Se llamaba Maria Teresa.
Maite fue una mujer muy valiente. Murió de cáncer cerebral cuando de verdad empezaba a vivir. Vino a Montreal en pleno invierno desafiando todos los miedos e inconvenientes para estar unos días con sus hijos y ver nacer a Lander su primer nieto.
Viajaba entre una y otra sesión de quimioterapia, y cuando se iba quedaba su alegría.
La veo todavía esquivando conmigo socavones de nieve muertas de risa yendo a la ópera en Place des Arts.
Era muy joven cuando su marido la abandonó con tres hijos pequeños y tuvieron que recorrer un largo y doloroso camino. Muy difícil.
Se me olvidó llorar, me dijo.
Después encontró el gran amor en un hombre que la quiso mucho. Y se casaron igual que en los cuentos con final feliz. Él la sigue amando.
Maite era generosa y buena.
Era muy guapa.
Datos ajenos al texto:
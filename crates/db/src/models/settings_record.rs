//! Settings record model (`tenant_settings` table).

use serde::Serialize;
use sqlx::FromRow;
use scopesync_core::types::{DbId, Timestamp};

/// A row from the `tenant_settings` table.
///
/// `principal_id` is `None` for the tenant-wide default record. `settings`
/// holds a partial configuration document in camelCase JSON.
#[derive(Debug, Clone, FromRow, Serialize)]
pub struct SettingsRecord {
    pub id: DbId,
    pub tenant_id: DbId,
    pub principal_id: Option<DbId>,
    pub settings: serde_json::Value,
    pub created_at: Timestamp,
    pub updated_at: Timestamp,
}
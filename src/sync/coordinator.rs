//! The sync coordinator: single authority for every persistence-affecting
//! action.
//!
//! Reads prefer the remote store and fall back to the local cache. Writes
//! commit to the in-memory tree and the cache synchronously, then propagate
//! to the remote in a background task; a remote failure leaves the
//! optimistic local state standing and emits one [`SyncNotice`].

use std::future::Future;
use std::sync::{Arc, Mutex, PoisonError};
use tokio::sync::broadcast;
use tracing::{debug, warn};

use crate::cache::{LocalCache, SnapshotStorage};
use crate::model::{
  seed_boards, Board, ProfilePatch, Task, TaskGroup, TaskPatch, UserProfile, PROFILE_ID,
};
use crate::remote::{RemoteError, RemoteRepository};
use crate::sync::state::{SyncError, SyncNotice, SyncState};

/// Everything `load_all` hands back to the application layer.
#[derive(Debug, Clone)]
pub struct Snapshot {
  pub boards: Vec<Board>,
  pub profile: UserProfile,
}

pub struct SyncCoordinator<R, S>
where
  R: RemoteRepository + 'static,
  S: SnapshotStorage,
{
  remote: Arc<R>,
  cache: LocalCache<S>,
  boards: Vec<Board>,
  profile: UserProfile,
  state: Arc<Mutex<SyncState>>,
  notice_tx: broadcast::Sender<SyncNotice>,
}

fn store_state(slot: &Mutex<SyncState>, value: SyncState) {
  let mut state = slot.lock().unwrap_or_else(PoisonError::into_inner);
  *state = value;
}

impl<R, S> SyncCoordinator<R, S>
where
  R: RemoteRepository + 'static,
  S: SnapshotStorage,
{
  pub fn new(remote: R, cache: LocalCache<S>) -> Self {
    let (notice_tx, _) = broadcast::channel(32);
    Self {
      remote: Arc::new(remote),
      cache,
      boards: Vec::new(),
      profile: UserProfile::default(),
      state: Arc::new(Mutex::new(SyncState::Unknown)),
      notice_tx,
    }
  }

  /// Subscribe to remote-failure notices.
  pub fn subscribe(&self) -> broadcast::Receiver<SyncNotice> {
    self.notice_tx.subscribe()
  }

  pub fn state(&self) -> SyncState {
    *self.state.lock().unwrap_or_else(PoisonError::into_inner)
  }

  pub fn boards(&self) -> &[Board] {
    &self.boards
  }

  pub fn profile(&self) -> &UserProfile {
    &self.profile
  }

  // ==========================================================================
  // Reads
  // ==========================================================================

  /// Load the full board hierarchy and profile, remote-first.
  ///
  /// A successful non-empty remote fetch is authoritative: it fully replaces
  /// the in-memory tree and the cached snapshot, including entities deleted
  /// remotely. A failed fetch degrades silently to the cached snapshot. A
  /// reachable-but-empty remote on a fresh install yields the demonstration
  /// seed board.
  pub async fn load_all(&mut self) -> Snapshot {
    store_state(&self.state, SyncState::Syncing);

    let (boards_result, profile_result) = futures::join!(
      self.remote.fetch_boards_deep(),
      self.remote.fetch_user_profile(PROFILE_ID)
    );

    match boards_result {
      Ok(remote_boards) if !remote_boards.is_empty() => {
        self.cache.write_boards(&remote_boards);
        self.boards = remote_boards;
        store_state(&self.state, SyncState::Synced);
      }
      Ok(_) => {
        // Empty remote never wipes local data; seed only a fresh install.
        let cached = self.cache.read_boards();
        self.boards = if cached.is_empty() { seed_boards() } else { cached };
        store_state(&self.state, SyncState::Synced);
      }
      Err(err) => {
        debug!(%err, "remote fetch failed, serving cached snapshot");
        self.boards = self.cache.read_boards();
        store_state(&self.state, SyncState::CachedOnly);
      }
    }

    match profile_result {
      Ok(Some(profile)) => {
        self.cache.write_profile(&profile);
        self.profile = profile;
      }
      Ok(None) => {
        self.profile = self.cache.read_profile();
      }
      Err(err) => {
        debug!(%err, "profile fetch failed, serving cached profile");
        self.profile = self.cache.read_profile();
      }
    }

    Snapshot {
      boards: self.boards.clone(),
      profile: self.profile.clone(),
    }
  }

  // ==========================================================================
  // Board mutations
  // ==========================================================================

  pub fn create_board(&mut self, name: &str, description: &str) -> Board {
    let board = Board::new(name, description, self.profile.id.clone());
    self.boards.push(board.clone());
    self.persist_local();

    let payload = board.clone();
    self.push_remote("create board", move |remote| async move {
      remote.upsert_board(&payload).await
    });

    board
  }

  pub fn rename_board(&mut self, id: &str, name: &str) -> Result<Board, SyncError> {
    let board = self.board_mut(id)?;
    board.name = name.to_string();
    let updated = board.clone();
    self.persist_local();

    let payload = updated.clone();
    self.push_remote("rename board", move |remote| async move {
      remote.upsert_board(&payload).await
    });

    Ok(updated)
  }

  /// Remove a board and everything under it, locally at once. The remote
  /// delete cascades to owned groups and tasks on the store side.
  pub fn delete_board(&mut self, id: &str) -> Result<(), SyncError> {
    let position = self
      .boards
      .iter()
      .position(|b| b.id == id)
      .ok_or_else(|| SyncError::UnknownBoard(id.to_string()))?;
    self.boards.remove(position);
    self.persist_local();

    let id = id.to_string();
    self.push_remote("delete board", move |remote| async move {
      remote.delete_board(&id).await
    });

    Ok(())
  }

  // ==========================================================================
  // Group mutations
  // ==========================================================================

  pub fn create_group(
    &mut self,
    board_id: &str,
    name: &str,
    color: &str,
  ) -> Result<TaskGroup, SyncError> {
    let group = TaskGroup::new(board_id, name, color);
    let board = self.board_mut(board_id)?;
    board.groups.push(group.clone());
    self.persist_local();

    let payload = group.clone();
    self.push_remote("create group", move |remote| async move {
      remote.upsert_group(&payload).await
    });

    Ok(group)
  }

  pub fn delete_group(&mut self, id: &str) -> Result<(), SyncError> {
    let mut removed = false;
    for board in &mut self.boards {
      if let Some(position) = board.groups.iter().position(|g| g.id == id) {
        board.groups.remove(position);
        removed = true;
        break;
      }
    }
    if !removed {
      return Err(SyncError::UnknownGroup(id.to_string()));
    }
    self.persist_local();

    let id = id.to_string();
    self.push_remote("delete group", move |remote| async move {
      remote.delete_group(&id).await
    });

    Ok(())
  }

  // ==========================================================================
  // Task mutations
  // ==========================================================================

  pub fn create_task(&mut self, group_id: &str, title: &str) -> Result<Task, SyncError> {
    if title.trim().is_empty() {
      return Err(SyncError::InvalidTask("title cannot be empty".to_string()));
    }

    let task = Task::new(group_id, title, self.profile.id.clone());
    let group = self.group_mut(group_id)?;
    group.tasks.push(task.clone());
    self.persist_local();

    let payload = task.clone();
    self.push_remote("create task", move |remote| async move {
      remote.upsert_task(&payload).await
    });

    Ok(task)
  }

  pub fn update_task(&mut self, id: &str, patch: TaskPatch) -> Result<Task, SyncError> {
    validate_patch(&patch)?;

    let task = self.task_mut(id)?;
    patch.apply(task);
    let updated = task.clone();
    self.persist_local();

    let payload = updated.clone();
    self.push_remote("update task", move |remote| async move {
      remote.upsert_task(&payload).await
    });

    Ok(updated)
  }

  pub fn delete_task(&mut self, id: &str) -> Result<(), SyncError> {
    let mut removed = false;
    'outer: for board in &mut self.boards {
      for group in &mut board.groups {
        if let Some(position) = group.tasks.iter().position(|t| t.id == id) {
          group.tasks.remove(position);
          removed = true;
          break 'outer;
        }
      }
    }
    if !removed {
      return Err(SyncError::UnknownTask(id.to_string()));
    }
    self.persist_local();

    let id = id.to_string();
    self.push_remote("delete task", move |remote| async move {
      remote.delete_task(&id).await
    });

    Ok(())
  }

  // ==========================================================================
  // Profile
  // ==========================================================================

  pub fn update_profile(&mut self, patch: ProfilePatch) -> UserProfile {
    patch.apply(&mut self.profile);
    self.cache.write_profile(&self.profile);

    let payload = self.profile.clone();
    self.push_remote("update profile", move |remote| async move {
      remote.upsert_user_profile(&payload).await
    });

    self.profile.clone()
  }

  // ==========================================================================
  // Internals
  // ==========================================================================

  fn board_mut(&mut self, id: &str) -> Result<&mut Board, SyncError> {
    self
      .boards
      .iter_mut()
      .find(|b| b.id == id)
      .ok_or_else(|| SyncError::UnknownBoard(id.to_string()))
  }

  fn group_mut(&mut self, id: &str) -> Result<&mut TaskGroup, SyncError> {
    self
      .boards
      .iter_mut()
      .flat_map(|b| b.groups.iter_mut())
      .find(|g| g.id == id)
      .ok_or_else(|| SyncError::UnknownGroup(id.to_string()))
  }

  fn task_mut(&mut self, id: &str) -> Result<&mut Task, SyncError> {
    self
      .boards
      .iter_mut()
      .flat_map(|b| b.groups.iter_mut())
      .flat_map(|g| g.tasks.iter_mut())
      .find(|t| t.id == id)
      .ok_or_else(|| SyncError::UnknownTask(id.to_string()))
  }

  /// Mirror the in-memory tree into the durable cache. Never fails; the
  /// user-visible state must not wait on anything.
  fn persist_local(&self) {
    self.cache.write_boards(&self.boards);
  }

  /// Attempt a remote write in the background. On failure the resource
  /// becomes `CachedOnly` and exactly one notice is emitted; there is no
  /// retry loop — the next user action is the retry path.
  fn push_remote<F, Fut>(&self, context: &'static str, op: F)
  where
    F: FnOnce(Arc<R>) -> Fut + Send + 'static,
    Fut: Future<Output = Result<(), RemoteError>> + Send,
  {
    let remote = Arc::clone(&self.remote);
    let state = Arc::clone(&self.state);
    let tx = self.notice_tx.clone();

    tokio::spawn(async move {
      match op(remote).await {
        Ok(()) => {
          store_state(&state, SyncState::Synced);
        }
        Err(err) => {
          warn!(context, %err, "remote write failed, optimistic local state retained");
          store_state(&state, SyncState::CachedOnly);
          let _ = tx.send(SyncNotice {
            classification: err.class(),
            message: err.to_string(),
            context: context.to_string(),
          });
        }
      }
    });
  }
}

/// Boundary validation: reject unpersistable task fields before any remote
/// traffic happens.
fn validate_patch(patch: &TaskPatch) -> Result<(), SyncError> {
  if let Some(value) = patch.value {
    if !value.is_finite() || value < 0.0 {
      return Err(SyncError::InvalidTask(format!(
        "monetary value must be a non-negative number, got {}",
        value
      )));
    }
  }
  if let Some(title) = &patch.title {
    if title.trim().is_empty() {
      return Err(SyncError::InvalidTask("title cannot be empty".to_string()));
    }
  }
  Ok(())
}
Recuerdo el brillo que tenía en la mirada y su hermosa cabellera oscura.
Nadie la oyó quejarse ni perder las ganas de vivir en su lucha contra el cáncer.
Había resistido y superado radioterapias salvajes cuando se fue.
Desde las ventanas de su casa en Mundaka, junto al puerto más chiquito y más bonito del mundo, se ven las olas y el vaivén de las mareas. Siempre huele a sal.
En el piano un hombre enamorado, muy solo sin ella, interpreta Alfonsina y el mar para Maite la preferida de su mujer amada. Ella nunca falta a la cita.
Martín Gondra lo sabe.
Cosas que pasan cuando se quiere de veras ¿verdad Kepa?